Wells, known to hate anything and everything, is more reserved but heavy on the metaphors. "Cloverfield is a monster film unlike any other -- a complete original, but no less of a rock' em-sock 'em for that. It's amazing in that it's so short (by my watch about 74 minutes without credits), and yet so fierce. [...] This movie is REM madness. It is Guillermo del Toro on a tab of brown acid with a little crack thrown in."

I know what you're thinking-- what about the monster?? Weirdly, neither guy is willing to take the bait. The best Knowles gives us is a description of what it is not: "It’s not a fucking upright walking whale. It doesn’t look like any iteration of Godzilla that we’ve ever seen. It is enormous. And even though I’ve seen it… I am hard-pressed to come up with a comparative creation." Wells, again, leans back on questionable metaphors for his description: "He's a nightmare that "means" nothing but says everything. He's a vision out of a Grimm Brothers fable, but one written by a deranged Matt Damon or Heath Ledger while locked in a 19th Century mental ward. He's a fiend that a heroin addict might see in his sleep during his first night in rehab." I have no idea what that means, but it sure sounds terrifying.

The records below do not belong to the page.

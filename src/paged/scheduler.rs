//! Render scheduler - owns the worker pool, the page cache and the
//! per-slot display surfaces of one paged document.
//!
//! Every call to [`RenderScheduler::render_pass`] opens a new generation.
//! Jobs capture the generation they were issued in, and a finished bitmap
//! is only blitted into a surface when its generation is still the current
//! one. Cancellation tokens ask workers to stop early, but the generation
//! check alone is what keeps stale pixels off screen.

use std::collections::HashMap;
use std::path::{Path, PathBuf};
use std::sync::{Arc, Mutex};
use std::time::{Duration, Instant};

use flume::{Receiver, RecvTimeoutError, Sender};
use log::{debug, warn};

use super::backend::PageBackend;
use super::cache::PageCache;
use super::request::{CancelToken, JobId, RenderRequest, RenderResponse};
use super::spread::{SlotPosition, SpreadSlot};
use super::types::PageBitmap;
use super::worker::render_worker;
use super::{DEFAULT_CACHE_SIZE, DEFAULT_WORKERS};

#[derive(Clone, Copy, Debug, PartialEq, Eq)]
pub enum JobState {
    Pending,
    Running,
    Completed,
    Cancelled,
    Failed,
}

impl JobState {
    #[must_use]
    pub const fn is_settled(self) -> bool {
        matches!(self, Self::Completed | Self::Cancelled | Self::Failed)
    }
}

#[derive(Debug)]
struct JobRecord {
    generation: u64,
    slot: usize,
    page: usize,
    state: JobState,
}

/// Dedicated display surface for one slot of the current pass
#[derive(Clone, Debug)]
pub struct Surface {
    pub position: SlotPosition,
    /// `None` for an intentional blank
    pub page: Option<usize>,
    /// Last finished bitmap; never a partially drawn one
    pub bitmap: Option<Arc<PageBitmap>>,
    /// Inline message when this slot's job failed
    pub error: Option<String>,
    generation: u64,
}

impl Surface {
    fn for_slot(slot: &SpreadSlot, generation: u64) -> Self {
        Self {
            position: slot.position,
            page: slot.page,
            bitmap: None,
            error: None,
            generation,
        }
    }

    #[must_use]
    pub fn generation(&self) -> u64 {
        self.generation
    }

    #[must_use]
    pub fn is_rendered(&self) -> bool {
        self.bitmap.is_some()
    }
}

/// Manages page rendering with worker threads and caching
pub struct RenderScheduler {
    doc_path: PathBuf,
    request_tx: Sender<RenderRequest>,
    response_rx: Receiver<RenderResponse>,
    num_workers: usize,
    cache: Arc<Mutex<PageCache>>,
    generation: u64,
    pass_token: CancelToken,
    next_job_id: u64,
    jobs: HashMap<JobId, JobRecord>,
    surfaces: Vec<Surface>,
}

impl RenderScheduler {
    /// Create a scheduler with default configuration
    #[must_use]
    pub fn new(backend: Arc<dyn PageBackend>, doc_path: PathBuf) -> Self {
        Self::with_config(backend, doc_path, DEFAULT_WORKERS, DEFAULT_CACHE_SIZE)
    }

    #[must_use]
    pub fn with_config(
        backend: Arc<dyn PageBackend>,
        doc_path: PathBuf,
        num_workers: usize,
        cache_size: usize,
    ) -> Self {
        let cache = Arc::new(Mutex::new(PageCache::new(cache_size)));

        // flume gives us MPMC: every worker clones the request receiver and
        // pulls from the same queue
        let (request_tx, request_rx) = flume::unbounded();
        let (response_tx, response_rx) = flume::unbounded();

        let num_workers = num_workers.max(1);
        for _ in 0..num_workers {
            let backend = Arc::clone(&backend);
            let path = doc_path.clone();
            let rx = request_rx.clone();
            let tx = response_tx.clone();
            let cache_clone = cache.clone();

            std::thread::spawn(move || {
                render_worker(backend, &path, rx, tx, cache_clone);
            });
        }

        debug!(
            "Render scheduler for {doc_path:?}: {num_workers} {} workers",
            backend.name()
        );

        Self {
            doc_path,
            request_tx,
            response_rx,
            num_workers,
            cache,
            generation: 0,
            pass_token: CancelToken::new(),
            next_job_id: 1,
            jobs: HashMap::new(),
            surfaces: Vec::new(),
        }
    }

    #[must_use]
    pub fn doc_path(&self) -> &Path {
        &self.doc_path
    }

    /// Current (latest issued) generation
    #[must_use]
    pub fn generation(&self) -> u64 {
        self.generation
    }

    #[must_use]
    pub fn surfaces(&self) -> &[Surface] {
        &self.surfaces
    }

    #[must_use]
    pub fn job_state(&self, id: JobId) -> Option<JobState> {
        self.jobs.get(&id).map(|job| job.state)
    }

    /// Ids of the jobs issued by the current pass
    #[must_use]
    pub fn current_jobs(&self) -> Vec<JobId> {
        let mut ids: Vec<_> = self
            .jobs
            .iter()
            .filter(|(_, job)| job.generation == self.generation)
            .map(|(id, _)| *id)
            .collect();
        ids.sort();
        ids
    }

    /// True while any job of the current generation is outstanding
    #[must_use]
    pub fn is_rendering(&self) -> bool {
        self.jobs
            .values()
            .any(|job| job.generation == self.generation && !job.state.is_settled())
    }

    /// Start a new pass for `slots` at `scale`, superseding every outstanding
    /// job. Returns the new generation.
    pub fn render_pass(&mut self, slots: &[SpreadSlot], scale: f32) -> u64 {
        let generation = self.supersede();

        self.surfaces = slots
            .iter()
            .map(|slot| Surface::for_slot(slot, generation))
            .collect();

        if !(scale > 0.0) {
            debug!("Generation {generation}: nothing to render at scale {scale}");
            return generation;
        }

        for (slot_index, slot) in slots.iter().enumerate() {
            let Some(page) = slot.page else {
                continue;
            };
            let id = self.next_id();
            let request = RenderRequest::Page {
                id,
                generation,
                page,
                scale,
                cancel: self.pass_token.clone(),
            };
            if self.request_tx.send(request).is_err() {
                warn!("Render workers are gone; page {page} will not be drawn");
                continue;
            }
            self.jobs.insert(
                id,
                JobRecord {
                    generation,
                    slot: slot_index,
                    page,
                    state: JobState::Pending,
                },
            );
        }

        debug!(
            "Generation {generation}: {} jobs at scale {scale:.3}",
            self.current_jobs().len()
        );
        generation
    }

    /// Supersede outstanding work and blank the surfaces without starting a
    /// new pass
    pub fn cancel_all(&mut self) {
        self.supersede();
        self.surfaces.clear();
    }

    /// Drop the page cache (e.g. after the file changed on disk)
    pub fn invalidate_cache(&mut self) {
        self.cache
            .lock()
            .unwrap_or_else(std::sync::PoisonError::into_inner)
            .invalidate_all();
    }

    fn supersede(&mut self) -> u64 {
        self.pass_token.cancel();
        self.pass_token = CancelToken::new();
        self.generation += 1;

        // Settled records of older passes are no longer interesting;
        // outstanding ones stay until their worker answers
        self.jobs.retain(|_, job| !job.state.is_settled());
        let mut superseded = 0;
        for job in self.jobs.values_mut() {
            job.state = JobState::Cancelled;
            superseded += 1;
        }
        if superseded > 0 {
            debug!(
                "Generation {}: cancelled {superseded} outstanding jobs",
                self.generation
            );
        }
        self.generation
    }

    /// Drain completed responses without blocking. Returns how many
    /// surfaces received a new bitmap.
    pub fn poll(&mut self) -> usize {
        let mut blitted = 0;
        while let Ok(response) = self.response_rx.try_recv() {
            if self.handle_response(response) {
                blitted += 1;
            }
        }
        blitted
    }

    /// Block until the current pass settles or `timeout` elapses. Returns
    /// true when nothing is outstanding anymore.
    pub fn wait_idle(&mut self, timeout: Duration) -> bool {
        let deadline = Instant::now() + timeout;
        loop {
            self.poll();
            if !self.is_rendering() {
                return true;
            }
            let remaining = deadline.saturating_duration_since(Instant::now());
            match self.response_rx.recv_timeout(remaining) {
                Ok(response) => {
                    self.handle_response(response);
                }
                Err(RecvTimeoutError::Timeout) => return !self.is_rendering(),
                Err(RecvTimeoutError::Disconnected) => return !self.is_rendering(),
            }
        }
    }

    /// Response receiver, for callers that multiplex several channels
    #[must_use]
    pub fn response_receiver(&self) -> &Receiver<RenderResponse> {
        &self.response_rx
    }

    /// Apply one worker response; true if a surface was written
    pub fn handle_response(&mut self, response: RenderResponse) -> bool {
        let id = response.id();
        let Some(job) = self.jobs.get_mut(&id) else {
            return false;
        };
        let current = job.generation == self.generation;

        match response {
            RenderResponse::Started { .. } => {
                if job.state == JobState::Pending {
                    job.state = JobState::Running;
                }
                false
            }

            RenderResponse::Page {
                generation, bitmap, ..
            } => {
                if !current || generation != self.generation {
                    debug!(
                        "Dropping stale page {} from generation {generation}",
                        job.page
                    );
                    self.jobs.remove(&id);
                    return false;
                }
                job.state = JobState::Completed;
                let slot = job.slot;
                match self.surfaces.get_mut(slot) {
                    Some(surface) if surface.generation == generation => {
                        surface.bitmap = Some(bitmap);
                        surface.error = None;
                        true
                    }
                    _ => false,
                }
            }

            RenderResponse::Cancelled { .. } => {
                if current {
                    job.state = JobState::Cancelled;
                } else {
                    self.jobs.remove(&id);
                }
                false
            }

            RenderResponse::Error {
                generation, error, ..
            } => {
                if !current {
                    self.jobs.remove(&id);
                    return false;
                }
                warn!("Rendering page {} failed: {error}", job.page);
                job.state = JobState::Failed;
                let slot = job.slot;
                if let Some(surface) = self
                    .surfaces
                    .get_mut(slot)
                    .filter(|surface| surface.generation == generation)
                {
                    surface.error = Some(error.to_string());
                }
                false
            }
        }
    }

    /// Shutdown all workers
    pub fn shutdown(&self) {
        self.pass_token.cancel();
        for _ in 0..self.num_workers {
            let _ = self.request_tx.send(RenderRequest::Shutdown);
        }
    }

    fn next_id(&mut self) -> JobId {
        let id = JobId::new(self.next_job_id);
        self.next_job_id += 1;
        id
    }
}

impl Drop for RenderScheduler {
    fn drop(&mut self) {
        self.shutdown();
    }
}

Check out each of their reviews for yourself, and feel the anticipation within you grow. Is someone inevitably going to come along and burst our bubble and say Cloverfield is like The Blair Witch Project but less scary? Probably. But right now we're in that great phase where the excitement seems unstoppable, and even the first professional guys to see it can't get enough. Now we know this whole thing wasn't a colossal tease, that we haven't been unwrapping box after box to reveal something utterly disappointing. Cloverfield is going to be the real deal, whatever that turns out to mean.